Momelotinib is a highly potent inhibitor of FLT3-mutant AML

Approximately one third of patients with acute myeloid leukemia (AML) harbor internal tandem duplication (ITD) of the juxtamembrane region of FLT3, which is associated with poor treatment outcome and overall survival, even after stem cell transplantation.^1,2  The clinical efficacy of first-generation Flt3 inhibitors was marred because of poor affinity and bioavailability. Second-generation FLT3 inhibitors designed to overcome previous shortcomings have shown superior response to their predecessors but failed to induce a durable response.³  Acquisition of drug-resistant mutations in FLT3 kinase or activation of alternate signaling pathways are commonly observed in relapsed patients. For instance, quizartinib, which binds to the inactive conformation, is prone to select kinase-activating mutations from the gatekeeper and activation loop residues.^4,5  Therefore, patients harboring FLT3-TKD mutations (D835) are nonresponsive to quizartinib. As noted earlier with imatinib resistance in chronic myeloid leukemia,^6,7  FLT3 inhibitors targeting the active conformation (gilteritinib and crenolanib) effectively suppressed the kinase-activating quizartinib-resistant mutations,⁸  but they are prone to select resistant clones harboring mutations in genes supporting survival, such as RAS, PTPN11, TET2, and IDH1/2.^9-13  In addition, a significant fraction of leukemic cells residing in the bone marrow is refractory to tyrosine kinase inhibitors (TKIs), which manifests as minimal residual disease whose eradication is necessary for a durable response. Activation of JAK2 and MAPK pathways by growth factor signaling, such as FLT3 ligand,¹⁴  chemokines, and cytokines (CXCR4, FGF2,¹⁵  interleukin-3 [IL-3], and granulocyte-macrophage colony-stimulating factor [GM-CSF]¹⁶ ), was reported to drive TKI refractoriness.
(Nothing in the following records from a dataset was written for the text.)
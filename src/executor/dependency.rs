//! Dependency-graph derivation, cycle detection, and level partitioning.
//!
//! The executor derives a [`DependencyGraph`] from its connection set on
//! every run. Traversal is deterministic: node ids are visited in sorted
//! order, so repeated runs of the same graph produce identical
//! topological orders and level partitions.

use rustc_hash::FxHashMap;

use super::ExecutorError;
use crate::connection::Connection;

/// Marker used during depth-first traversal. A node seen while still
/// `InProgress` closes a cycle.
#[derive(Clone, Copy, Debug, PartialEq, Eq)]
enum Mark {
    InProgress,
    Done,
}

/// Directed dependency view of a node/connection set.
///
/// Edges point from a node to the nodes it depends on (the sources of
/// its incoming connections). Parallel connections between the same node
/// pair collapse into a single dependency.
#[derive(Clone, Debug)]
pub struct DependencyGraph {
    nodes: Vec<String>,
    dependencies: FxHashMap<String, Vec<String>>,
}

impl DependencyGraph {
    /// Build the dependency view for the given nodes and connections.
    ///
    /// Connections referencing nodes outside `node_ids` are ignored; the
    /// executor guarantees they cannot exist in practice.
    pub fn new<'a, N, C>(node_ids: N, connections: C) -> Self
    where
        N: IntoIterator<Item = &'a str>,
        C: IntoIterator<Item = &'a Connection>,
    {
        let mut nodes: Vec<String> = node_ids.into_iter().map(str::to_string).collect();
        nodes.sort_unstable();

        let mut dependencies: FxHashMap<String, Vec<String>> = FxHashMap::default();
        for connection in connections {
            if !nodes.iter().any(|n| *n == connection.from_node)
                || !nodes.iter().any(|n| *n == connection.to_node)
            {
                continue;
            }
            let deps = dependencies.entry(connection.to_node.clone()).or_default();
            if !deps.contains(&connection.from_node) {
                deps.push(connection.from_node.clone());
            }
        }
        for deps in dependencies.values_mut() {
            deps.sort_unstable();
        }

        Self {
            nodes,
            dependencies,
        }
    }

    /// Direct dependencies of a node (sources of its incoming
    /// connections), sorted by id.
    #[must_use]
    pub fn dependencies_of(&self, node_id: &str) -> &[String] {
        self.dependencies
            .get(node_id)
            .map(Vec::as_slice)
            .unwrap_or(&[])
    }

    /// Dependency-first topological order over all nodes.
    ///
    /// Depth-first traversal with a transient in-progress marker set
    /// distinct from the done set; revisiting an in-progress node
    /// signals a cycle and fails the whole computation.
    pub fn topological_order(&self) -> Result<Vec<String>, ExecutorError> {
        let mut marks: FxHashMap<&str, Mark> = FxHashMap::default();
        let mut order: Vec<String> = Vec::with_capacity(self.nodes.len());
        for node in &self.nodes {
            self.visit(node, &mut marks, &mut order)?;
        }
        Ok(order)
    }

    fn visit<'a>(
        &'a self,
        node: &'a str,
        marks: &mut FxHashMap<&'a str, Mark>,
        order: &mut Vec<String>,
    ) -> Result<(), ExecutorError> {
        match marks.get(node) {
            Some(Mark::Done) => return Ok(()),
            Some(Mark::InProgress) => {
                return Err(ExecutorError::CyclicDependency {
                    node_id: node.to_string(),
                });
            }
            None => {}
        }
        marks.insert(node, Mark::InProgress);
        for dep in self.dependencies_of(node) {
            self.visit(dep, marks, order)?;
        }
        marks.insert(node, Mark::Done);
        order.push(node.to_string());
        Ok(())
    }

    /// Partition nodes into dependency levels.
    ///
    /// `level(n)` is 0 when `n` has no incoming connections, else
    /// `1 + max(level(d))` over its direct dependencies. All nodes in a
    /// level are mutually independent and may run concurrently; the same
    /// cycle check as [`topological_order`](Self::topological_order)
    /// applies.
    pub fn level_partition(&self) -> Result<Vec<Vec<String>>, ExecutorError> {
        let order = self.topological_order()?;
        let mut level_of: FxHashMap<&str, usize> = FxHashMap::default();
        let mut levels: Vec<Vec<String>> = Vec::new();

        // Topological order guarantees dependencies were assigned first.
        for node in &order {
            let deps = self.dependencies_of(node);
            let level = deps
                .iter()
                .map(|dep| level_of[dep.as_str()] + 1)
                .max()
                .unwrap_or(0);
            level_of.insert(node.as_str(), level);
            if levels.len() <= level {
                levels.resize_with(level + 1, Vec::new);
            }
            levels[level].push(node.clone());
        }
        Ok(levels)
    }
}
Moreover, myelosuppression and cardiotoxicity due to off-target inhibition of c-KIT and hERG by FLT3 inhibitors pose additional clinical challenges.

FLT3 inhibitors active against its resistant variants and suppressing the cytokine and chemokine resistance while lacking selectivity for c-KIT and hERG may provide a better therapeutic outcome. Here, we show that momelotinib, a JAK2 inhibitor,¹⁷  is an equipotent type I FLT3 inhibitor and does not inhibit c-KIT. Like gilteritinib, it selectively binds to the active conformation; therefore, it potently inhibits the resistance conferred by FLT3-activating mutations from the activation loop. Unlike gilteritinib, patients treated with momelotinib did not show QT prolongation and cardiotoxicity, suggesting that it does not inhibit hERG and c-KIT.^18-20  Altogether, our preclinical data support its evaluation in FLT3-mutated AML.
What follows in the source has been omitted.